The Federal Reserve should continue to taper its bond-buying program. despite the weak December employment report released Friday, Goldman Sachs' chief economist told CNBC on Friday.

Cold weather accounted for about 50,000 lost jobs in December, while the economy added 74,000 jobs and the unemployment rate dropped to 6.7 percent, Jan Hatzius said.

Analysts had expected to see 200,000 new jobs.
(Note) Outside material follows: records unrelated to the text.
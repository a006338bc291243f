//! # 模型名归一化
//!
//! 上游供应商对同一个模型经常使用不同写法（厂商前缀、版本后缀、
//! `latest`/`preview` 之类的变体标记）。这里把原始模型名收敛成
//! 规范 id，并为一组别名建立正反向映射，路由和 `/v1/models` 去重
//! 都基于规范 id 进行。

use sha2::{Digest, Sha256};
use std::collections::{BTreeSet, HashMap};

/// 默认的变体标记，出现在模型名里时不参与规范 id
const DEFAULT_VARIANT_TOKENS: &[&str] = &[
    "latest", "default", "stable", "fast", "turbo", "slow", "high", "low",
    "medium", "mini", "lite", "light", "pro", "ultra", "think", "thinking",
    "instruct", "chat", "online", "beta", "preview", "docs", "free", "max",
    "xhigh",
];

/// 一次归一化的完整结果
#[derive(Debug, Clone, PartialEq)]
pub struct NormalizedModel {
    pub raw: String,
    /// 去前缀、转小写后的形态
    pub cleaned: String,
    /// 规范 id，路由键
    pub canonical: String,
    /// 去掉版本号后的家族键，别名归组用
    pub family_key: String,
    /// 首个版本号各段，如 "4.1" -> [4, 1]
    pub version_parts: Vec<u32>,
}

/// 同族模型的别名映射
#[derive(Debug, Clone, Default)]
pub struct ModelAliasMaps {
    /// 规范 id -> 该族全部原始写法
    pub canonical_to_variants: HashMap<String, BTreeSet<String>>,
    /// 任意写法（原始或归一化后）-> 规范 id
    pub variant_to_canonical: HashMap<String, String>,
}

#[derive(Debug, Clone)]
pub struct Normalizer {
    variant_tokens: BTreeSet<String>,
}

impl Default for Normalizer {
    fn default() -> Self {
        Self::new()
    }
}

impl Normalizer {
    pub fn new() -> Self {
        Self {
            variant_tokens: DEFAULT_VARIANT_TOKENS.iter().map(|s| s.to_string()).collect(),
        }
    }

    /// 使用自定义变体标记表构建
    pub fn with_tokens<I: IntoIterator<Item = String>>(tokens: I) -> Self {
        Self {
            variant_tokens: tokens.into_iter().map(|t| t.to_lowercase()).collect(),
        }
    }

    /// 标记表的哈希，表内容变化时缓存据此失效
    pub fn table_hash(&self) -> String {
        let mut hasher = Sha256::default();
        for token in &self.variant_tokens {
            hasher.update(token.as_bytes());
            hasher.update(b"\n");
        }
        format!("{:x}", hasher.finalize())
    }

    /// 归一化单个模型名
    pub fn normalize(&self, raw: &str) -> NormalizedModel {
        let cleaned = strip_listing_prefix(raw.trim()).to_lowercase();

        // 厂商前缀只取最后一段，openai/gpt-4o 与 gpt-4o 等价
        let without_vendor = match cleaned.rsplit('/').next() {
            Some(tail) if !tail.is_empty() => tail.to_string(),
            _ => cleaned.clone(),
        };

        let tokens: Vec<&str> = without_vendor
            .split(|c: char| c == '-' || c == '_' || c == ':' || c.is_whitespace())
            .filter(|t| !t.is_empty())
            .collect();

        let mut version_parts: Vec<u32> = Vec::new();
        let mut canonical_tokens: Vec<&str> = Vec::new();
        let mut family_tokens: Vec<&str> = Vec::new();

        for token in tokens {
            // 纯数字且位数很长的一般是日期戳，直接丢弃
            if token.len() >= 4 && token.chars().all(|c| c.is_ascii_digit()) {
                continue;
            }

            if let Some(version) = parse_version(token) {
                if version_parts.is_empty() {
                    version_parts = version;
                }
                canonical_tokens.push(token);
                continue;
            }

            if self.variant_tokens.contains(token) {
                continue;
            }

            canonical_tokens.push(token);
            family_tokens.push(token);
        }

        let canonical = if canonical_tokens.is_empty() {
            without_vendor.clone()
        } else {
            canonical_tokens.join("-")
        };
        let family_key = if family_tokens.is_empty() {
            without_vendor.clone()
        } else {
            family_tokens.join("-")
        };

        NormalizedModel {
            raw: raw.to_string(),
            cleaned,
            canonical,
            family_key,
            version_parts,
        }
    }

    /// 只取规范 id
    pub fn canonical(&self, raw: &str) -> String {
        self.normalize(raw).canonical
    }

    /// 对多个供应商的模型列表建立别名映射
    pub fn build_alias_maps<'a, I>(&self, model_lists: I) -> ModelAliasMaps
    where
        I: IntoIterator<Item = &'a [String]>,
    {
        struct FamilyEntry {
            variants: BTreeSet<String>,
            candidates: Vec<(String, Vec<u32>)>,
        }

        let mut families: HashMap<String, FamilyEntry> = HashMap::new();

        for models in model_lists {
            for raw in models {
                let info = self.normalize(raw);
                let family_key = if info.family_key.is_empty() {
                    info.canonical.clone()
                } else {
                    info.family_key.clone()
                };
                let entry = families.entry(family_key).or_insert_with(|| FamilyEntry {
                    variants: BTreeSet::new(),
                    candidates: Vec::new(),
                });
                entry.variants.insert(raw.clone());
                entry.candidates.push((info.canonical, info.version_parts));
            }
        }

        let mut maps = ModelAliasMaps::default();
        for (_, entry) in families {
            // 带版本号的候选里选最高版本作为族代表
            let preferred = entry
                .candidates
                .iter()
                .filter(|(_, v)| !v.is_empty())
                .max_by(|a, b| compare_version_parts(&a.1, &b.1))
                .or_else(|| entry.candidates.first())
                .cloned();
            let Some((canonical, _)) = preferred else { continue };

            for variant in &entry.variants {
                let norm = self.normalize(variant).canonical;
                maps.variant_to_canonical.insert(norm, canonical.clone());
                maps.variant_to_canonical.insert(variant.clone(), canonical.clone());
            }
            maps.variant_to_canonical.insert(canonical.clone(), canonical.clone());
            maps.canonical_to_variants.insert(canonical, entry.variants);
        }
        maps
    }
}

/// 去掉 models/、model/、m/ 这类列表前缀
fn strip_listing_prefix(raw: &str) -> &str {
    let lower = raw.to_lowercase();
    for prefix in ["models/", "model/", "m/"] {
        if lower.starts_with(prefix) {
            return &raw[prefix.len()..];
        }
    }
    raw
}

/// 解析版本 token：v4、4.1、3.5 之类；返回各段数字
fn parse_version(token: &str) -> Option<Vec<u32>> {
    let body = token.strip_prefix('v').unwrap_or(token);
    if body.is_empty() {
        return None;
    }
    let mut parts = Vec::new();
    for piece in body.split('.') {
        if piece.is_empty() || !piece.chars().all(|c| c.is_ascii_digit()) {
            return None;
        }
        parts.push(piece.parse::<u32>().ok()?);
    }
    Some(parts)
}

/// 逐段比较版本号，缺段按 0 处理
pub fn compare_version_parts(a: &[u32], b: &[u32]) -> std::cmp::Ordering {
    let len = a.len().max(b.len());
    for i in 0..len {
        let av = a.get(i).copied().unwrap_or(0);
        let bv = b.get(i).copied().unwrap_or(0);
        match av.cmp(&bv) {
            std::cmp::Ordering::Equal => continue,
            other => return other,
        }
    }
    std::cmp::Ordering::Equal
}

#[cfg(test)]
mod tests {
    use super::*;

    #[test]
    fn strips_vendor_prefix() {
        let n = Normalizer::new();
        assert_eq!(n.canonical("openai/gpt-4o"), n.canonical("gpt-4o"));
        assert_eq!(n.canonical("models/gemini-1.5-flash"), n.canonical("gemini-1.5-flash"));
    }

    #[test]
    fn drops_variant_tokens_and_date_tags() {
        let n = Normalizer::new();
        let info = n.normalize("GPT-4o-mini-20240718");
        assert_eq!(info.canonical, "gpt-4o");
    }

    #[test]
    fn normalization_is_idempotent() {
        let n = Normalizer::new();
        for raw in ["openai/GPT-4o-mini", "llama3.1:latest", "m/qwen-turbo-2024"] {
            let once = n.canonical(raw);
            assert_eq!(n.canonical(&once), once);
        }
    }

    #[test]
    fn version_parsing() {
        assert_eq!(parse_version("4"), Some(vec![4]));
        assert_eq!(parse_version("v3.5"), Some(vec![3, 5]));
        assert_eq!(parse_version("4o"), None);
        assert_eq!(parse_version("o1"), None);
    }

    #[test]
    fn table_hash_tracks_content() {
        let a = Normalizer::new();
        let b = Normalizer::new();
        assert_eq!(a.table_hash(), b.table_hash());

        let c = Normalizer::with_tokens(vec!["latest".to_string()]);
        assert_ne!(a.table_hash(), c.table_hash());
    }
}
use tracing_subscriber::{
    fmt::{self, time::ChronoUtc},
    layer::SubscriberExt,
    util::SubscriberInitExt,
    EnvFilter,
};
use tracing_appender::{non_blocking, rolling};
use anyhow::Result;

/// 日志级别枚举
#[derive(Debug, Clone)]
pub enum LogLevel {
    Error,
    Warn,
    Info,
    Debug,
    Trace,
}

impl From<LogLevel> for &'static str {
    fn from(level: LogLevel) -> Self {
        match level {
            LogLevel::Error => "error",
            LogLevel::Warn => "warn",
            LogLevel::Info => "info",
            LogLevel::Debug => "debug",
            LogLevel::Trace => "trace",
        }
    }
}

/// 日志配置结构体
#[derive(Debug, Clone)]
pub struct LogConfig {
    /// 日志级别
    pub level: LogLevel,
    /// 日志文件目录
    pub log_dir: String,
    /// 日志文件名前缀
    pub file_prefix: String,
    /// 是否启用控制台输出
    pub console_output: bool,
    /// 日志文件滚动策略 (daily, hourly)
    pub rotation: String,
}

impl Default for LogConfig {
    fn default() -> Self {
        Self {
            level: LogLevel::Info,
            log_dir: "logs".to_string(),
            file_prefix: "hermes".to_string(),
            console_output: true,
            rotation: "daily".to_string(),
        }
    }
}

/// 初始化日志系统
pub fn init_logger(config: LogConfig) -> Result<()> {
    // 确保日志目录存在
    std::fs::create_dir_all(&config.log_dir)?;

    // 创建文件appender
    let file_appender = match config.rotation.as_str() {
        "hourly" => rolling::hourly(&config.log_dir, &config.file_prefix),
        "daily" => rolling::daily(&config.log_dir, &config.file_prefix),
        _ => rolling::daily(&config.log_dir, &config.file_prefix),
    };

    let (non_blocking_file, _guard) = non_blocking(file_appender);

    // 创建环境过滤器，RUST_LOG 优先
    let env_filter = EnvFilter::try_from_default_env().unwrap_or_else(|_| {
        EnvFilter::new(format!(
            "{}={}",
            env!("CARGO_PKG_NAME").replace("-", "_"),
            <&str>::from(config.level)
        ))
    });

    // 创建格式化器
    let file_layer = fmt::layer()
        .with_writer(non_blocking_file)
        .with_timer(ChronoUtc::rfc_3339())
        .with_ansi(false)
        .with_target(true)
        .with_thread_ids(true)
        .with_file(true)
        .with_line_number(true);

    // 如果启用控制台输出
    if config.console_output {
        let console_layer = fmt::layer()
            .with_timer(ChronoUtc::rfc_3339())
            .with_ansi(true)
            .with_target(false)
            .with_thread_ids(false)
            .with_file(false)
            .with_line_number(false);

        tracing_subscriber::registry()
            .with(env_filter)
            .with(file_layer)
            .with(console_layer)
            .init();
    } else {
        tracing_subscriber::registry()
            .with(env_filter)
            .with(file_layer)
            .init();
    }

    // 防止guard被丢弃
    std::mem::forget(_guard);

    Ok(())
}

/// 快速初始化开发环境日志
pub fn init_dev_logger() -> Result<()> {
    let config = LogConfig {
        level: LogLevel::Debug,
        log_dir: "logs".to_string(),
        file_prefix: "dev".to_string(),
        console_output: true,
        rotation: "daily".to_string(),
    };
    init_logger(config)
}

/// 快速初始化生产环境日志
pub fn init_prod_logger() -> Result<()> {
    init_logger(LogConfig::default())
}
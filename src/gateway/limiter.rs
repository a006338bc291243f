//! # 滑动窗口限流器
//!
//! 每个客户端键（默认来源 IP）维护一个 12 槽、每槽 5 秒的环形计数，
//! 窗口总长 60 秒。比固定窗口计数平滑，不会在窗口边界放量。
//! 长时间无请求的键会被周期性清理。

use std::collections::HashMap;
use std::sync::Mutex;

use crate::dao::now_ms;

const SLOT_COUNT: usize = 12;
/// 清理扫描间隔：5 分钟
const CLEANUP_INTERVAL_MS: i64 = 5 * 60_000;

/// 一次放行判定的结果，响应头从这里取值
#[derive(Debug, Clone, PartialEq)]
pub struct RateLimitDecision {
    pub allowed: bool,
    pub limit: u32,
    pub remaining: u32,
    /// 最老的有效槽过期的墙钟秒
    pub reset_at_secs: i64,
    /// 被拒绝时建议等待的秒数
    pub retry_after_secs: i64,
}

#[derive(Debug, Clone)]
struct KeyWindow {
    /// 各槽计数
    counts: [u32; SLOT_COUNT],
    /// 各槽对应的槽起始时间（毫秒），用于判断过期
    slot_starts: [i64; SLOT_COUNT],
}

impl KeyWindow {
    fn new() -> Self {
        Self {
            counts: [0; SLOT_COUNT],
            slot_starts: [0; SLOT_COUNT],
        }
    }
}

pub struct SlidingWindowLimiter {
    max_requests: u32,
    window_ms: i64,
    slot_ms: i64,
    windows: Mutex<HashMap<String, KeyWindow>>,
    last_cleanup: Mutex<i64>,
}

impl SlidingWindowLimiter {
    pub fn new(max_requests: u32, window_secs: u32) -> Self {
        let window_ms = (window_secs as i64) * 1000;
        Self {
            max_requests,
            window_ms,
            slot_ms: window_ms / SLOT_COUNT as i64,
            windows: Mutex::new(HashMap::new()),
            last_cleanup: Mutex::new(0),
        }
    }

    /// 判定并登记一次请求
    pub fn allow(&self, key: &str) -> RateLimitDecision {
        self.allow_at(key, now_ms())
    }

    pub fn allow_at(&self, key: &str, now: i64) -> RateLimitDecision {
        self.cleanup_if_due(now);

        let slot_start = now - now.rem_euclid(self.slot_ms);
        let index = ((now / self.slot_ms).rem_euclid(SLOT_COUNT as i64)) as usize;
        let window_floor = now - self.window_ms;

        let mut windows = self.windows.lock().unwrap();
        let window = windows.entry(key.to_string()).or_insert_with(KeyWindow::new);

        // 当前槽若是上一圈留下的旧数据，先清零
        if window.slot_starts[index] != slot_start {
            window.slot_starts[index] = slot_start;
            window.counts[index] = 0;
        }

        let mut total: u64 = 0;
        let mut oldest_fresh_start = i64::MAX;
        for i in 0..SLOT_COUNT {
            if window.slot_starts[i] > window_floor && window.counts[i] > 0 {
                total += window.counts[i] as u64;
                oldest_fresh_start = oldest_fresh_start.min(window.slot_starts[i]);
            }
        }

        if total + 1 > self.max_requests as u64 {
            // 最老的有效槽滑出窗口时额度回补
            let reset_ms = if oldest_fresh_start == i64::MAX {
                now + self.slot_ms
            } else {
                oldest_fresh_start + self.window_ms
            };
            return RateLimitDecision {
                allowed: false,
                limit: self.max_requests,
                remaining: 0,
                reset_at_secs: reset_ms / 1000,
                retry_after_secs: ((reset_ms - now).max(1000) + 999) / 1000,
            };
        }

        window.counts[index] += 1;
        if oldest_fresh_start == i64::MAX {
            oldest_fresh_start = slot_start;
        }

        RateLimitDecision {
            allowed: true,
            limit: self.max_requests,
            remaining: (self.max_requests as u64 - total - 1) as u32,
            reset_at_secs: (oldest_fresh_start + self.window_ms) / 1000,
            retry_after_secs: 0,
        }
    }

    /// 清理整窗都过期的键，防止 map 无限增长
    fn cleanup_if_due(&self, now: i64) {
        {
            let mut last = self.last_cleanup.lock().unwrap();
            if now - *last < CLEANUP_INTERVAL_MS {
                return;
            }
            *last = now;
        }
        let window_floor = now - self.window_ms;
        let mut windows = self.windows.lock().unwrap();
        windows.retain(|_, w| {
            w.slot_starts
                .iter()
                .zip(w.counts.iter())
                .any(|(start, count)| *start > window_floor && *count > 0)
        });
    }

    /// 当前被追踪的键数量
    pub fn tracked_keys(&self) -> usize {
        self.windows.lock().unwrap().len()
    }
}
The report needed to clear a "high hurdle" to derail the Fed's plan to scale down its asset purchases, Hatzius said.

(Read more: Stocks fall after poor jobs report; Target hit by breach damage)

Last month, the Fed announced that it would taper its $85 billion monthly asset-purchasing by $10 billion in January and continue unwinding the program through 2014.

Hatzius said he expects another $10 billion reduction in February, adding that only an unemployment rate increase and much weaker household survey data could have forced the Fed to change course.

"You would have had that discussion in a little more in earnest," he said on "Squawk on the Street."

(Read more: Weak job participation rips the housing recovery)

Further, Hatzius said, the employment rate could hit 6.5 the next two months—the threshold that outgoing Fed Chairman Ben Bernanke set last year as a baseline for lowering interest rates, only to back off from the number in December.

"There is more uncertainty than normal," Hatzius said. "They need to tell us a little more about the employment thresholds."

(Read more: Job growth weak, raising questions about Fed move)

But Diane Swonk, the chief economist at Mesirow Financial, said the Fed should take the report with a "grain of salt," adding that the central bank could delay changes to taper plans until its March meeting.

"There's no question about that," Swonk said on "Squawk on the Street." "It does make it a little more difficult to continue tapering and there's a chance they might punt to Janet Yellen's meeting in March. The bottom line is this number adds more confusion than clarity, and it's inconsistent with everything else we've gotten on the economy."